#### What to produce:
Repeat the listing beneath this line exactly, keeping every character.

#### Material provided:
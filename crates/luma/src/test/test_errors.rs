use super::{assert_int, assert_true, run_one};
use crate::lua_vm::{LuaErrorKind, LuaVM};

fn run_err(source: &str) -> crate::lua_vm::LuaError {
    let mut vm = LuaVM::new();
    vm.open_libs();
    match vm.execute_string(source) {
        Ok(v) => panic!("expected an error, got {:?} for:\n{}", v, source),
        Err(e) => e,
    }
}

#[test]
fn syntax_errors_are_compile_errors() {
    let err = run_err("local = 1");
    assert_eq!(err.kind(), LuaErrorKind::CompileError);
    let err = run_err("return 1 +");
    assert_eq!(err.kind(), LuaErrorKind::CompileError);
    let err = run_err("if x then");
    assert_eq!(err.kind(), LuaErrorKind::CompileError);
}

#[test]
fn compile_errors_carry_positions() {
    let err = run_err("local a = 1\nlocal = 2");
    assert_eq!(err.kind(), LuaErrorKind::CompileError);
    assert!(err.message().contains("2:"), "message: {}", err.message());
}

#[test]
fn multiple_parse_errors_reported_together() {
    let err = run_err("local = 1\nlocal = 2");
    let lines: Vec<&str> = err.message().lines().collect();
    assert!(lines.len() >= 2, "expected two errors: {}", err.message());
}

#[test]
fn break_outside_loop_is_a_compile_error() {
    let err = run_err("break");
    assert_eq!(err.kind(), LuaErrorKind::CompileError);
}

#[test]
fn goto_is_rejected() {
    let err = run_err("goto done\n::done::");
    assert_eq!(err.kind(), LuaErrorKind::CompileError);
    assert!(err.message().contains("goto"));
}

#[test]
fn runtime_errors_name_the_offending_type() {
    let err = run_err("return 1 | nil");
    assert_eq!(err.kind(), LuaErrorKind::RuntimeError);
    assert!(err.message().contains("nil"), "message: {}", err.message());

    let err = run_err("local x = nil return x.field");
    assert!(err.message().contains("index a nil value"));

    let err = run_err("local x = 5 x()");
    assert!(err.message().contains("call a number value"));

    let err = run_err("return {} + 1");
    assert!(err.message().contains("arithmetic on a table value"));

    let err = run_err("return 'a' < 1");
    assert!(err.message().contains("compare"));
}

#[test]
fn runtime_errors_carry_line_numbers() {
    let err = run_err("local a = 1\nlocal b = 2\nreturn nil .. a");
    assert!(err.message().contains(":3:"), "message: {}", err.message());
}

#[test]
fn runtime_errors_carry_tracebacks() {
    let err = run_err(
        "local function inner() error('deep') end
         local function outer() inner() end
         outer()",
    );
    assert!(!err.traceback.is_empty());
}

#[test]
fn pcall_catches_runtime_errors() {
    assert_true("return pcall(error, 'x') == false");
    assert_true(
        "local ok, err = pcall(function() error('boom') end)
         return ok == false and err:find('boom') ~= nil",
    );
    assert_true("local ok = pcall(function() return 1 end) return ok");
    assert_int(
        "local ok, v = pcall(function() return 42 end)
         return v",
        42,
    );
}

#[test]
fn pcall_returns_non_string_error_values() {
    assert_int(
        "local ok, err = pcall(function() error({code = 7}) end)
         assert(ok == false)
         return err.code",
        7,
    );
}

#[test]
fn error_with_level_zero_has_no_prefix() {
    assert_true(
        "local _, err = pcall(function() error('raw', 0) end)
         return err == 'raw'",
    );
}

#[test]
fn error_prefixes_position_by_default() {
    assert_true(
        "local _, err = pcall(function() error('tagged') end)
         return err ~= 'tagged' and err:find('tagged') ~= nil",
    );
}

#[test]
fn nested_pcall() {
    assert_true(
        "local ok1 = pcall(function()
             local ok2, err2 = pcall(function() error('inner') end)
             assert(ok2 == false and err2:find('inner'))
             error('outer')
         end)
         return ok1 == false",
    );
}

#[test]
fn xpcall_invokes_the_handler() {
    assert_true(
        "local seen
         local ok = xpcall(function() error('oops') end, function(e)
             seen = e
             return 'handled'
         end)
         return ok == false and seen:find('oops') ~= nil",
    );
    assert_int(
        "local _, v = xpcall(function() return 5 end, function() return -1 end)
         return v",
        5,
    );
}

#[test]
fn assert_semantics() {
    assert_true("return pcall(assert, false) == false");
    assert_true("return pcall(assert, nil) == false");
    assert_true(
        "local ok, err = pcall(assert, false)
         return err == 'assertion failed!'",
    );
    assert_true(
        "local ok, err = pcall(assert, nil, 'custom')
         return err == 'custom'",
    );
    assert_int("return assert(42)", 42);
    // assert passes every argument through on success.
    assert_true("local a, b = assert(1, 2) return a == 1 and b == 2");
}

#[test]
fn errors_unwind_through_generic_for() {
    assert_true(
        "local ok = pcall(function()
             for _ in function() error('iter') end do end
         end)
         return ok == false",
    );
}

#[test]
fn uncaught_errors_reach_the_host_as_runtime_errors() {
    let err = run_err("error('to the host')");
    assert_eq!(err.kind(), LuaErrorKind::RuntimeError);
    assert!(err.message().contains("to the host"));
}

#[test]
fn stack_overflow_is_caught() {
    let err = run_err("local function f() return 1 + f() end f()");
    assert_eq!(err.kind(), LuaErrorKind::RuntimeError);
    assert!(err.message().contains("stack overflow"));
}

#[test]
fn deep_tail_recursion_does_not_overflow() {
    assert_eq!(
        run_one(
            "local function f(n) if n == 0 then return 'done' end return f(n - 1) end
             return f(100000)"
        )
        .as_str(),
        Some("done")
    );
}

#### Response area:
filename crates/luma/src/test/test_errors.rs
use super::{assert_int, assert_true, run_one};
use crate::lua_vm::{LuaErrorKind, LuaVM};

fn run_err(source: &str) -> crate::lua_vm::LuaError {
    let mut vm = LuaVM::new();
    vm.open_libs();
    match vm.execute_string(source) {
        Ok(v) => panic!("expected an error, got {:?} for:\n{}", v, source),
        Err(e) => e,
    }
}

#[test]
fn syntax_errors_are_compile_errors() {
    let err = run_err("local = 1");
    assert_eq!(err.kind(), LuaErrorKind::CompileError);
    let err = run_err("return 1 +");
    assert_eq!(err.kind(), LuaErrorKind::CompileError);
    let err = run_err("if x then");
    assert_eq!(err.kind(), LuaErrorKind::CompileError);
}

#[test]
fn compile_errors_carry_positions() {
    let err = run_err("local a = 1\nlocal = 2");
    assert_eq!(err.kind(), LuaErrorKind::CompileError);
    assert!(err.message().contains("2:"), "message: {}", err.message());
}

#[test]
fn multiple_parse_errors_reported_together() {
    let err = run_err("local = 1\nlocal = 2");
    let lines: Vec<&str> = err.message().lines().collect();
    assert!(lines.len() >= 2, "expected two errors: {}", err.message());
}

#[test]
fn break_outside_loop_is_a_compile_error() {
    let err = run_err("break");
    assert_eq!(err.kind(), LuaErrorKind::CompileError);
}

#[test]
fn goto_is_rejected() {
    let err = run_err("goto done\n::done::");
    assert_eq!(err.kind(), LuaErrorKind::CompileError);
    assert!(err.message().contains("goto"));
}

#[test]
fn runtime_errors_name_the_offending_type() {
    let err = run_err("return 1 | nil");
    assert_eq!(err.kind(), LuaErrorKind::RuntimeError);
    assert!(err.message().contains("nil"), "message: {}", err.message());

    let err = run_err("local x = nil return x.field");
    assert!(err.message().contains("index a nil value"));

    let err = run_err("local x = 5 x()");
    assert!(err.message().contains("call a number value"));

    let err = run_err("return {} + 1");
    assert!(err.message().contains("arithmetic on a table value"));

    let err = run_err("return 'a' < 1");
    assert!(err.message().contains("compare"));
}

#[test]
fn runtime_errors_carry_line_numbers() {
    let err = run_err("local a = 1\nlocal b = 2\nreturn nil .. a");
    assert!(err.message().contains(":3:"), "message: {}", err.message());
}

#[test]
fn runtime_errors_carry_tracebacks() {
    let err = run_err(
        "local function inner() error('deep') end
         local function outer() inner() end
         outer()",
    );
    assert!(!err.traceback.is_empty());
}

#[test]
fn pcall_catches_runtime_errors() {
    assert_true("return pcall(error, 'x') == false");
    assert_true(
        "local ok, err = pcall(function() error('boom') end)
         return ok == false and err:find('boom') ~= nil",
    );
    assert_true("local ok = pcall(function() return 1 end) return ok");
    assert_int(
        "local ok, v = pcall(function() return 42 end)
         return v",
        42,
    );
}

#[test]
fn pcall_returns_non_string_error_values() {
    assert_int(
        "local ok, err = pcall(function() error({code = 7}) end)
         assert(ok == false)
         return err.code",
        7,
    );
}

#[test]
fn error_with_level_zero_has_no_prefix() {
    assert_true(
        "local _, err = pcall(function() error('raw', 0) end)
         return err == 'raw'",
    );
}

#[test]
fn error_prefixes_position_by_default() {
    assert_true(
        "local _, err = pcall(function() error('tagged') end)
         return err ~= 'tagged' and err:find('tagged') ~= nil",
    );
}

#[test]
fn nested_pcall() {
    assert_true(
        "local ok1 = pcall(function()
             local ok2, err2 = pcall(function() error('inner') end)
             assert(ok2 == false and err2:find('inner'))
             error('outer')
         end)
         return ok1 == false",
    );
}

#[test]
fn xpcall_invokes_the_handler() {
    assert_true(
        "local seen
         local ok = xpcall(function() error('oops') end, function(e)
             seen = e
             return 'handled'
         end)
         return ok == false and seen:find('oops') ~= nil",
    );
    assert_int(
        "local _, v = xpcall(function() return 5 end, function() return -1 end)
         return v",
        5,
    );
}

#[test]
fn assert_semantics() {
    assert_true("return pcall(assert, false) == false");
    assert_true("return pcall(assert, nil) == false");
    assert_true(
        "local ok, err = pcall(assert, false)
         return err == 'assertion failed!'",
    );
    assert_true(
        "local ok, err = pcall(assert, nil, 'custom')
         return err == 'custom'",
    );
    assert_int("return assert(42)", 42);
    // assert passes every argument through on success.
    assert_true("local a, b = assert(1, 2) return a == 1 and b == 2");
}

#[test]
fn errors_unwind_through_generic_for() {
    assert_true(
        "local ok = pcall(function()
             for _ in function() error('iter') end do end
         end)
         return ok == false",
    );
}

#[test]
fn uncaught_errors_reach_the_host_as_runtime_errors() {
    let err = run_err("error('to the host')");
    assert_eq!(err.kind(), LuaErrorKind::RuntimeError);
    assert!(err.message().contains("to the host"));
}

#[test]
fn stack_overflow_is_caught() {
    let err = run_err("local function f() return 1 + f() end f()");
    assert_eq!(err.kind(), LuaErrorKind::RuntimeError);
    assert!(err.message().contains("stack overflow"));
}

#[test]
fn deep_tail_recursion_does_not_overflow() {
    assert_eq!(
        run_one(
            "local function f(n) if n == 0 then return 'done' end return f(n - 1) end
             return f(100000)"
        )
        .as_str(),
        Some("done")
    );
}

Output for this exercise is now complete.